__What is being asked__: Pull out every line with the word "ScheduledTask" from the entries below.

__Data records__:
┌──
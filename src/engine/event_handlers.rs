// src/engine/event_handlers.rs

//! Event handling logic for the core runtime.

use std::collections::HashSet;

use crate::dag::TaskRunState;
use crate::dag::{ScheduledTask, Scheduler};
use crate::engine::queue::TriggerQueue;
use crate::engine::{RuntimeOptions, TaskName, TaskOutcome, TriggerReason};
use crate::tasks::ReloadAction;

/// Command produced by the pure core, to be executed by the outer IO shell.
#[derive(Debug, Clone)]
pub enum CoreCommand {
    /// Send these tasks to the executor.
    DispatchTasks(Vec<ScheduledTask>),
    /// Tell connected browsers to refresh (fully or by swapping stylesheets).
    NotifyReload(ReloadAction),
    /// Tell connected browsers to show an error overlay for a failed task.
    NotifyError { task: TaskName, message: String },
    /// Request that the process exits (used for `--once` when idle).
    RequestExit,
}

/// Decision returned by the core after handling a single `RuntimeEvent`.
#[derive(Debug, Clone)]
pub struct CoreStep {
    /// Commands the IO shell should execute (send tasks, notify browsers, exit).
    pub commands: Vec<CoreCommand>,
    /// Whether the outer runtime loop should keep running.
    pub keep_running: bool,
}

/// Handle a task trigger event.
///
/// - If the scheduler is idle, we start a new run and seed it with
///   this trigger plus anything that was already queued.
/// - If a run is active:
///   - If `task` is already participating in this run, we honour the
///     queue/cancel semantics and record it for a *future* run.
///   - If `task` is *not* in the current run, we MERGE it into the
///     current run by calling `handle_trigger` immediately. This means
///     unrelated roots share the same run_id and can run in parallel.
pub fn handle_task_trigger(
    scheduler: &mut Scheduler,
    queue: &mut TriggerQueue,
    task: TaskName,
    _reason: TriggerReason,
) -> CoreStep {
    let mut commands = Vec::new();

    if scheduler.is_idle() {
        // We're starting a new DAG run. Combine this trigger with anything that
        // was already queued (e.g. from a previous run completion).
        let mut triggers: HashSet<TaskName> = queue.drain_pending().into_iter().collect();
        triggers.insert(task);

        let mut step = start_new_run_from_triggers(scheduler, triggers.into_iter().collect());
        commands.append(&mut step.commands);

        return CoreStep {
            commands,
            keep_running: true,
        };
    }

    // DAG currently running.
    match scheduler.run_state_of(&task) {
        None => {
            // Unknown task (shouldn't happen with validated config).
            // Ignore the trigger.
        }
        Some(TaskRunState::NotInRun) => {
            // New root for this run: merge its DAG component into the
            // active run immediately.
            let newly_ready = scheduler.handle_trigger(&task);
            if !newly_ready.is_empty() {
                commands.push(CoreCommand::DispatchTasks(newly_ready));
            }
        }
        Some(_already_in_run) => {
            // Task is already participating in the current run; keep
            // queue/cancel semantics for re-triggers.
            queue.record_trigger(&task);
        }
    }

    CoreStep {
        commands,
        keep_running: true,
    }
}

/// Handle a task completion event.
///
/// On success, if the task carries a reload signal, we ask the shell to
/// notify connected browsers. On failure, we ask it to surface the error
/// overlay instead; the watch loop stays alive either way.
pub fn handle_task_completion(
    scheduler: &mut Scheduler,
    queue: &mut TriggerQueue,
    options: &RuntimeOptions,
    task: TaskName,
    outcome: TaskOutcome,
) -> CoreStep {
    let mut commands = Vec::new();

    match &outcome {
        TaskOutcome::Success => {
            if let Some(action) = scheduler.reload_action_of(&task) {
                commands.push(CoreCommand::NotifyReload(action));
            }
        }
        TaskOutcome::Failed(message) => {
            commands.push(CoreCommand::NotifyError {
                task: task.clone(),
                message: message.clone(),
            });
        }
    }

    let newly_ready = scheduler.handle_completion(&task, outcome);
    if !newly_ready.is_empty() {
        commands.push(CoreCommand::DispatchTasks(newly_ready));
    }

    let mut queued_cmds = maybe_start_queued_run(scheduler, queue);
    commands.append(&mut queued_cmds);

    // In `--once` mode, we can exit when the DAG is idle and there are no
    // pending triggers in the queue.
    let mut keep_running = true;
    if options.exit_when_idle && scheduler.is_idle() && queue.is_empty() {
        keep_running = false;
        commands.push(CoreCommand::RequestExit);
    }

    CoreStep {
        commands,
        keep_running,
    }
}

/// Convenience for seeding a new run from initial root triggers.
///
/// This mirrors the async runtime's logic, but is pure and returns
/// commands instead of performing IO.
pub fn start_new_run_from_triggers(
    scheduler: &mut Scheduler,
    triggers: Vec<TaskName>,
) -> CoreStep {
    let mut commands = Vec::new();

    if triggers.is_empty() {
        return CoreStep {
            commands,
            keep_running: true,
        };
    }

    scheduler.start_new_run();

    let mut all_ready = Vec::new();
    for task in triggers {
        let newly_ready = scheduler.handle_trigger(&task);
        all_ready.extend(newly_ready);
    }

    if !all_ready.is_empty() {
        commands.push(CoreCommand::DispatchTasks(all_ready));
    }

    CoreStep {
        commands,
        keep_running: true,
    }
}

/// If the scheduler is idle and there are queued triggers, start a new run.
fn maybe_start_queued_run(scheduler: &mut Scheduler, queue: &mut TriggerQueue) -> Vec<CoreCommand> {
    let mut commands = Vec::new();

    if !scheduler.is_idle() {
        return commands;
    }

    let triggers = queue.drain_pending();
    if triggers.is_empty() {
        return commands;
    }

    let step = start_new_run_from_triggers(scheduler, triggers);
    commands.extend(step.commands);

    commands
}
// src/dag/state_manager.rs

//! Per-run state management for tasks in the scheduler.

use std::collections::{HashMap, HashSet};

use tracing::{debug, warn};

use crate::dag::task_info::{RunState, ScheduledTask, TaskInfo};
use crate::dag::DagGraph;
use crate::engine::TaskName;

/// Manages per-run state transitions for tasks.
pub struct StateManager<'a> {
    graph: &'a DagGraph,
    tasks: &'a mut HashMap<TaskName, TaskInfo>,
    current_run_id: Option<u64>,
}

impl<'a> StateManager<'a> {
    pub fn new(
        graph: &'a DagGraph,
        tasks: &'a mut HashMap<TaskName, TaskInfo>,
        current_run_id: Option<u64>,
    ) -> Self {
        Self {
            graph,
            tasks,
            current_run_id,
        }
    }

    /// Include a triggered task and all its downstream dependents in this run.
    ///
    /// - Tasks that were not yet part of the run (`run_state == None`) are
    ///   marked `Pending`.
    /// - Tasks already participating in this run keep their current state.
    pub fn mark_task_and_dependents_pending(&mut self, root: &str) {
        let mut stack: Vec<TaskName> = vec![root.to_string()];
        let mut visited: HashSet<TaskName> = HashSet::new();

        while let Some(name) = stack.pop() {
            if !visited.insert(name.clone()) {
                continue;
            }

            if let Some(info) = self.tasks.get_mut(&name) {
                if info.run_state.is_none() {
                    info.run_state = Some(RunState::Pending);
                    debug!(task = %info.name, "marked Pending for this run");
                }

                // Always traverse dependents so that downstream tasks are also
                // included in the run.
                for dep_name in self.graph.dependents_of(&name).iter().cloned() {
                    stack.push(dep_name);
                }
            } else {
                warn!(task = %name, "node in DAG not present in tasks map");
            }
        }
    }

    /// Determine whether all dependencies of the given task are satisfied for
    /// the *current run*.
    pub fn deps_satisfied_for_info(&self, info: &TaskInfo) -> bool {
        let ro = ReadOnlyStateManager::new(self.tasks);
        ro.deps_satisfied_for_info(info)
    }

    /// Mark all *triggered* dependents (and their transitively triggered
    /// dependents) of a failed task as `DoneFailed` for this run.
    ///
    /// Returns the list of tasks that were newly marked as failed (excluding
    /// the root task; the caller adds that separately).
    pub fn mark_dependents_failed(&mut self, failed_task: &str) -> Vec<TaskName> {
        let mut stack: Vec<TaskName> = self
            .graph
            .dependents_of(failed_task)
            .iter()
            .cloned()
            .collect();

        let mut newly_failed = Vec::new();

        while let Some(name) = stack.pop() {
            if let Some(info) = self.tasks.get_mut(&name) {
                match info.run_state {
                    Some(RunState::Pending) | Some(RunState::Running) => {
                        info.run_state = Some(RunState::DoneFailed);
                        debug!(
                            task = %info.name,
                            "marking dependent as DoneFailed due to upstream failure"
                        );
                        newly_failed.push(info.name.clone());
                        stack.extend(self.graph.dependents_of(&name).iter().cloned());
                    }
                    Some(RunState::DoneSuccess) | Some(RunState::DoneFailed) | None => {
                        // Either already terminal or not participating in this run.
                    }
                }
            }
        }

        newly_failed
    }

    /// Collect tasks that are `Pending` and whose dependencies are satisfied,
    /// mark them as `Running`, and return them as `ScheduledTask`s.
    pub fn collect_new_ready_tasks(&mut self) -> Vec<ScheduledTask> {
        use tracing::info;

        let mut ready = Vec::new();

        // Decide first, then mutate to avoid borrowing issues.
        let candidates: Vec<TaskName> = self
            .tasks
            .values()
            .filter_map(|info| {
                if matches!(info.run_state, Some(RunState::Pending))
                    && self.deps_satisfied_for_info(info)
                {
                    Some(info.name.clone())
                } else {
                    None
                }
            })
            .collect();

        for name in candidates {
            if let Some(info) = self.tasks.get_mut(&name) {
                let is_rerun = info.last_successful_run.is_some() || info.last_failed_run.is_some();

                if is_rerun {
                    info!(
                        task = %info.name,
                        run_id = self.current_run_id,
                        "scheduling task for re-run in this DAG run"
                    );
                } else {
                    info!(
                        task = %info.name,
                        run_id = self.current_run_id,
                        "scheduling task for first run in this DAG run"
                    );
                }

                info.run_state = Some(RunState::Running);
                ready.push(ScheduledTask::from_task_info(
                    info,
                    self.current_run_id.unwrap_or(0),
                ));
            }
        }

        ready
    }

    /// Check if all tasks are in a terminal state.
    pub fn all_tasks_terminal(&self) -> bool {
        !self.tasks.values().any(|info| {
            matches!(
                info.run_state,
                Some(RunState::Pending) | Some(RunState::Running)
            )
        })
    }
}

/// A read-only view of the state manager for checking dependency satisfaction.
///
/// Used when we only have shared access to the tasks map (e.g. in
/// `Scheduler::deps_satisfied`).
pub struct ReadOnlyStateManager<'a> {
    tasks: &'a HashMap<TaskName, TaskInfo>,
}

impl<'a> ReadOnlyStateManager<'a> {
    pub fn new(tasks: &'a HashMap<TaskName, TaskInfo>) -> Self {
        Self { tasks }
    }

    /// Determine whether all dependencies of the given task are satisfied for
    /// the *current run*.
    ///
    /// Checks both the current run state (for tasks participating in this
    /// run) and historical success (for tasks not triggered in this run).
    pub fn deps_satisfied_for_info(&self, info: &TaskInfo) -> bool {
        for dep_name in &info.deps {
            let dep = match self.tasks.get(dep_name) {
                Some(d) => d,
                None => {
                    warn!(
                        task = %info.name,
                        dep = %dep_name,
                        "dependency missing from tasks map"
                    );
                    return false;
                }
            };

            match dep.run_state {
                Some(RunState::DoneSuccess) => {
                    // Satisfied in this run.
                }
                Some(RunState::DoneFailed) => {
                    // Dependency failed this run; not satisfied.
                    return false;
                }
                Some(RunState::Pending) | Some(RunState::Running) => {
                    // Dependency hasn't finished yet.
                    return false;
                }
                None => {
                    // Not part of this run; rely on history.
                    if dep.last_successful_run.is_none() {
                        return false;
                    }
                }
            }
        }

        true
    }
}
└──
┌──
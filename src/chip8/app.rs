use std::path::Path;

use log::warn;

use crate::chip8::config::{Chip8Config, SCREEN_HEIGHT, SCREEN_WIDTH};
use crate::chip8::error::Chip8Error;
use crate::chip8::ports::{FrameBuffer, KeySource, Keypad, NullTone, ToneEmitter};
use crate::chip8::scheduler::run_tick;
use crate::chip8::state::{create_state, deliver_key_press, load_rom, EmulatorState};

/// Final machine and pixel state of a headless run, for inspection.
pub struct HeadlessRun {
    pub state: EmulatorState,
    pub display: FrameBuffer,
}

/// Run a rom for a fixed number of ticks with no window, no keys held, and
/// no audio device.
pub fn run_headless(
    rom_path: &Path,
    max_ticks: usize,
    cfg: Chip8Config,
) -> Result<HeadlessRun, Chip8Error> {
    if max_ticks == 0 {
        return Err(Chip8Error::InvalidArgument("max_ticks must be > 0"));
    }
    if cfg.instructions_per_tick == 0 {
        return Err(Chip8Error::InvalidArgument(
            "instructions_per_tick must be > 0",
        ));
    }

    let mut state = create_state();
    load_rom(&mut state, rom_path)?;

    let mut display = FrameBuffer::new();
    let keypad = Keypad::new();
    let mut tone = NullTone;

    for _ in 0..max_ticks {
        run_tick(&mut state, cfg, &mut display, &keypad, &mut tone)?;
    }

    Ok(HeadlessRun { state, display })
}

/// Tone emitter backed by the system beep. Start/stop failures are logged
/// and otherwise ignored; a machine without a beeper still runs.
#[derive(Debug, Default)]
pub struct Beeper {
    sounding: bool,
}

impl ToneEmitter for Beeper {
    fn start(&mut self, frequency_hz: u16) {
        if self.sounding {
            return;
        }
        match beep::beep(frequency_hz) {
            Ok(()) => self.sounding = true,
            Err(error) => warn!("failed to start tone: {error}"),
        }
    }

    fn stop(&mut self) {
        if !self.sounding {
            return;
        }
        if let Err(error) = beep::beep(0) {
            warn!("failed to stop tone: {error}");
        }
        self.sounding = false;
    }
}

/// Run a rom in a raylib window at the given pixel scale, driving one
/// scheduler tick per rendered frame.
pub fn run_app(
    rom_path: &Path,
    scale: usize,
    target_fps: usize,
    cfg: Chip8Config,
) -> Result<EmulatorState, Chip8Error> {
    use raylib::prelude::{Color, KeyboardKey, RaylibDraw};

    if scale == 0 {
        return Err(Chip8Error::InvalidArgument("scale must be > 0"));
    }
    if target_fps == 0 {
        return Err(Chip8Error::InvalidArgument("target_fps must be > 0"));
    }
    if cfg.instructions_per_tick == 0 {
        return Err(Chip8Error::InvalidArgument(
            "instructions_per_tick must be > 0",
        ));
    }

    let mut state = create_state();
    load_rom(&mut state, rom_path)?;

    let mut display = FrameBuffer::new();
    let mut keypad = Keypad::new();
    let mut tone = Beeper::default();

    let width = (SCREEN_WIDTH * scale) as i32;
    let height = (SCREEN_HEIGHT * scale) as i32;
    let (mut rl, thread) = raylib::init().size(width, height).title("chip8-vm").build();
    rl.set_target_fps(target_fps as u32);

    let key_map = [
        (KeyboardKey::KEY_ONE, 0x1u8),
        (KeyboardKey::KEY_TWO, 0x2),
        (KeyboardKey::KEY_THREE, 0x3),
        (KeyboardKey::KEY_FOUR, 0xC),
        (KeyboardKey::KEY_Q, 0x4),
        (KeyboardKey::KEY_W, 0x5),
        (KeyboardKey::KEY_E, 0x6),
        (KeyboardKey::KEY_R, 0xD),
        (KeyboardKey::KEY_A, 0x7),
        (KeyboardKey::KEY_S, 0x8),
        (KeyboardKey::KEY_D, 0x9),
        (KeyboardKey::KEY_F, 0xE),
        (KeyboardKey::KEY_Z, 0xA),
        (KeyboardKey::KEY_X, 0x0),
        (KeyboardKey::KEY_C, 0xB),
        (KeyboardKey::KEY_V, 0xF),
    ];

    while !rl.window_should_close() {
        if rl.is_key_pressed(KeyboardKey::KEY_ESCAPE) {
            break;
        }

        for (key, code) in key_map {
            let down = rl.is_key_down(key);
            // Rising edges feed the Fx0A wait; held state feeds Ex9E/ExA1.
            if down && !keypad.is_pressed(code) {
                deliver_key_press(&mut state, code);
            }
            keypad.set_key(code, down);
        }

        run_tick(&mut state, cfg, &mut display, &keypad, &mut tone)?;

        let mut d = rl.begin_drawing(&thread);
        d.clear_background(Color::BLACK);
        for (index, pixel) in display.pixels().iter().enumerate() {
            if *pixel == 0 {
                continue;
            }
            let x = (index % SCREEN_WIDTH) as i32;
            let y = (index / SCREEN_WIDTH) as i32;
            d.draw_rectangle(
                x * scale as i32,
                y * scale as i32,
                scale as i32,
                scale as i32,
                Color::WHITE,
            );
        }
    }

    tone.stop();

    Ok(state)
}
└──
┌──
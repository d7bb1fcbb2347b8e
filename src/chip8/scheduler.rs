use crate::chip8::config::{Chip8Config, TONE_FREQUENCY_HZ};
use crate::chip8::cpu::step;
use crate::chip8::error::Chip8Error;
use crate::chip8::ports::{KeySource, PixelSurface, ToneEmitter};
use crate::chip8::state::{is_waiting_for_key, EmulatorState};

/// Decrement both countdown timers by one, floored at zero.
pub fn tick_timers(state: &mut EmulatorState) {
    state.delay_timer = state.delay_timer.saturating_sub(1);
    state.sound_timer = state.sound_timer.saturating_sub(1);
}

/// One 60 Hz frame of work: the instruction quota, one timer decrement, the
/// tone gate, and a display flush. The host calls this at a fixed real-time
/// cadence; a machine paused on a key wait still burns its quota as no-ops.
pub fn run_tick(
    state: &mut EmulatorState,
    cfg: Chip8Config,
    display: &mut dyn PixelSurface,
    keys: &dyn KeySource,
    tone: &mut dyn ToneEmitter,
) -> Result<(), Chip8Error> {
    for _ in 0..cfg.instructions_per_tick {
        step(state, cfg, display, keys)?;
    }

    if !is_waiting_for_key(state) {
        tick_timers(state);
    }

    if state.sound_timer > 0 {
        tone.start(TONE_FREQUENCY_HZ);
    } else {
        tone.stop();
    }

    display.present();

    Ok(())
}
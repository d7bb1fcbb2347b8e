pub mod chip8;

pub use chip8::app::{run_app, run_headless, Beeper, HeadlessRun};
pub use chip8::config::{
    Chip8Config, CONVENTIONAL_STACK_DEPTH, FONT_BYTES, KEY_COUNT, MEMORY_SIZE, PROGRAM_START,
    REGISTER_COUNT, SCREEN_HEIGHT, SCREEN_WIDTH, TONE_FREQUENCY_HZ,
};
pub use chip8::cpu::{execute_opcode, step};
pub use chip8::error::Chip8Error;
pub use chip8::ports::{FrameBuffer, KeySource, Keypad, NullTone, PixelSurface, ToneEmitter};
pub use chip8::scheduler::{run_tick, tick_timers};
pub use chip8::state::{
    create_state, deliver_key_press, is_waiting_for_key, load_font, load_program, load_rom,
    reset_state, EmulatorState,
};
└──
__Solution for this task__:
use crate::dag::{ScheduledTask, Scheduler};
    DispatchTasks(Vec<ScheduledTask>),
use crate::dag::task_info::{RunState, ScheduledTask, TaskInfo};
    /// mark them as `Running`, and return them as `ScheduledTask`s.
    pub fn collect_new_ready_tasks(&mut self) -> Vec<ScheduledTask> {
                ready.push(ScheduledTask::from_task_info(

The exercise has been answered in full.